Search the data for the string "Deserialize" and copy each line where it turns up.

(SUPPLIED RECORDS)
-------

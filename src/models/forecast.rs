use chrono::{Datelike, DateTime, NaiveDate, Utc};
use serde::{Deserialize, Serialize};

/// A single 3-hour forecast sample from the provider
#[derive(Debug, Clone, Serialize, Deserialize)]
pub struct ForecastSample {
    pub timestamp: DateTime<Utc>,
    pub temp_c: f64,
    pub humidity_pct: f64,
    pub precipitation_prob: f64, // 0.0-1.0
    pub condition: WeatherCondition,
}

/// One day's outlook aggregated from its forecast samples
#[derive(Debug, Clone, Serialize, Deserialize)]
pub struct DailyOutlook {
    pub date: NaiveDate,
    pub label: String, // "Today", "Tomorrow", then weekday abbreviation
    pub mean_temp_c: f64,
    pub mean_humidity_pct: f64,
    pub max_precipitation_prob: f64,
    pub dominant_condition: WeatherCondition,
}

impl DailyOutlook {
    /// How this day reads inside an advisory sentence.
    pub fn spoken_name(&self) -> String {
        match self.label.as_str() {
            "Today" => "today".to_string(),
            "Tomorrow" => "tomorrow".to_string(),
            _ => weekday_name(self.date).to_string(),
        }
    }
}

pub fn weekday_name(date: NaiveDate) -> &'static str {
    match date.weekday() {
        chrono::Weekday::Mon => "Monday",
        chrono::Weekday::Tue => "Tuesday",
        chrono::Weekday::Wed => "Wednesday",
        chrono::Weekday::Thu => "Thursday",
        chrono::Weekday::Fri => "Friday",
        chrono::Weekday::Sat => "Saturday",
        chrono::Weekday::Sun => "Sunday",
    }
}

/// Weather condition categories from OpenWeatherMap
#[derive(Debug, Clone, Copy, PartialEq, Eq, Hash, Serialize, Deserialize, Default)]
pub enum WeatherCondition {
    #[default]
    Clear,
    Clouds,
    Rain,
    Drizzle,
    Thunderstorm,
    Snow,
    Mist,
    Fog,
    Other,
}

impl WeatherCondition {
    pub fn from_owm_id(id: u32) -> Self {
        match id {
            200..=232 => WeatherCondition::Thunderstorm,
            300..=321 => WeatherCondition::Drizzle,
            500..=531 => WeatherCondition::Rain,
            600..=622 => WeatherCondition::Snow,
            701 => WeatherCondition::Mist,
            741 => WeatherCondition::Fog,
            800 => WeatherCondition::Clear,
            801..=804 => WeatherCondition::Clouds,
            _ => WeatherCondition::Other,
        }
    }

    pub fn as_str(&self) -> &'static str {
        match self {
            WeatherCondition::Clear => "Clear",
            WeatherCondition::Clouds => "Cloudy",
            WeatherCondition::Rain => "Rain",
            WeatherCondition::Drizzle => "Light Rain",
            WeatherCondition::Thunderstorm => "Thunderstorm",
            WeatherCondition::Snow => "Snow",
            WeatherCondition::Mist => "Mist",
            WeatherCondition::Fog => "Fog",
            WeatherCondition::Other => "Other",
        }
    }

    pub fn symbol(&self) -> &'static str {
        match self {
            WeatherCondition::Clear => "☀",
            WeatherCondition::Clouds => "☁",
            WeatherCondition::Rain => "🌧",
            WeatherCondition::Drizzle => "🌦",
            WeatherCondition::Thunderstorm => "⛈",
            WeatherCondition::Snow => "❄",
            WeatherCondition::Mist => "🌫",
            WeatherCondition::Fog => "🌫",
            WeatherCondition::Other => "?",
        }
    }

    /// Whether this condition involves precipitation
    pub fn has_precipitation(&self) -> bool {
        matches!(
            self,
            WeatherCondition::Rain
                | WeatherCondition::Drizzle
                | WeatherCondition::Thunderstorm
                | WeatherCondition::Snow
        )
    }
}

impl std::fmt::Display for WeatherCondition {
    fn fmt(&self, f: &mut std::fmt::Formatter<'_>) -> std::fmt::Result {
        write!(f, "{}", self.as_str())
    }
}
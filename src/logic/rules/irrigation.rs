use super::AdvisoryRule;
use crate::models::{Advisory, AdvisoryCategory, AdvisoryColor, CurrentConditions, DailyOutlook};

/// Irrigation rule - driven by the estimated soil moisture proxy
///
/// Conditions:
/// - Moisture > 70%: adequate, skip irrigation (green)
/// - Moisture < 50%: low, irrigate today (yellow)
/// - In between: no advisory
pub struct IrrigationRule;

impl AdvisoryRule for IrrigationRule {
    fn id(&self) -> &'static str {
        "irrigation"
    }

    fn name(&self) -> &'static str {
        "Irrigation"
    }

    fn evaluate(&self, current: &CurrentConditions, _outlook: &[DailyOutlook]) -> Option<Advisory> {
        let moisture = current.estimated_soil_moisture_pct();

        if moisture > 70 {
            Some(Advisory::new(
                AdvisoryCategory::Irrigation,
                AdvisoryColor::Green,
                "Irrigation Alert",
                format!(
                    "Soil moisture is adequate ({}%). Skip irrigation for now to save water.",
                    moisture
                ),
            ))
        } else if moisture < 50 {
            Some(Advisory::new(
                AdvisoryCategory::Irrigation,
                AdvisoryColor::Yellow,
                "Irrigation Alert",
                format!(
                    "Soil moisture is low ({}%). Irrigate today to prevent crop stress.",
                    moisture
                ),
            ))
        } else {
            None
        }
    }
}
pub mod gauge;

pub use gauge::{humidity_gauge, moisture_gauge, temperature_gauge, wind_gauge};
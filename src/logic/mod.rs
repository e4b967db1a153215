pub mod aggregate;
pub mod rules;
pub mod weather_service;

pub use rules::AdvisoryEngine;
pub use weather_service::{WeatherService, WeatherSnapshot};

-------

(TASK OUTPUT)
use serde::{Deserialize, Serialize};
#[derive(Debug, Clone, Serialize, Deserialize)]
#[derive(Debug, Clone, Serialize, Deserialize)]
#[derive(Debug, Clone, Copy, PartialEq, Eq, Hash, Serialize, Deserialize, Default)]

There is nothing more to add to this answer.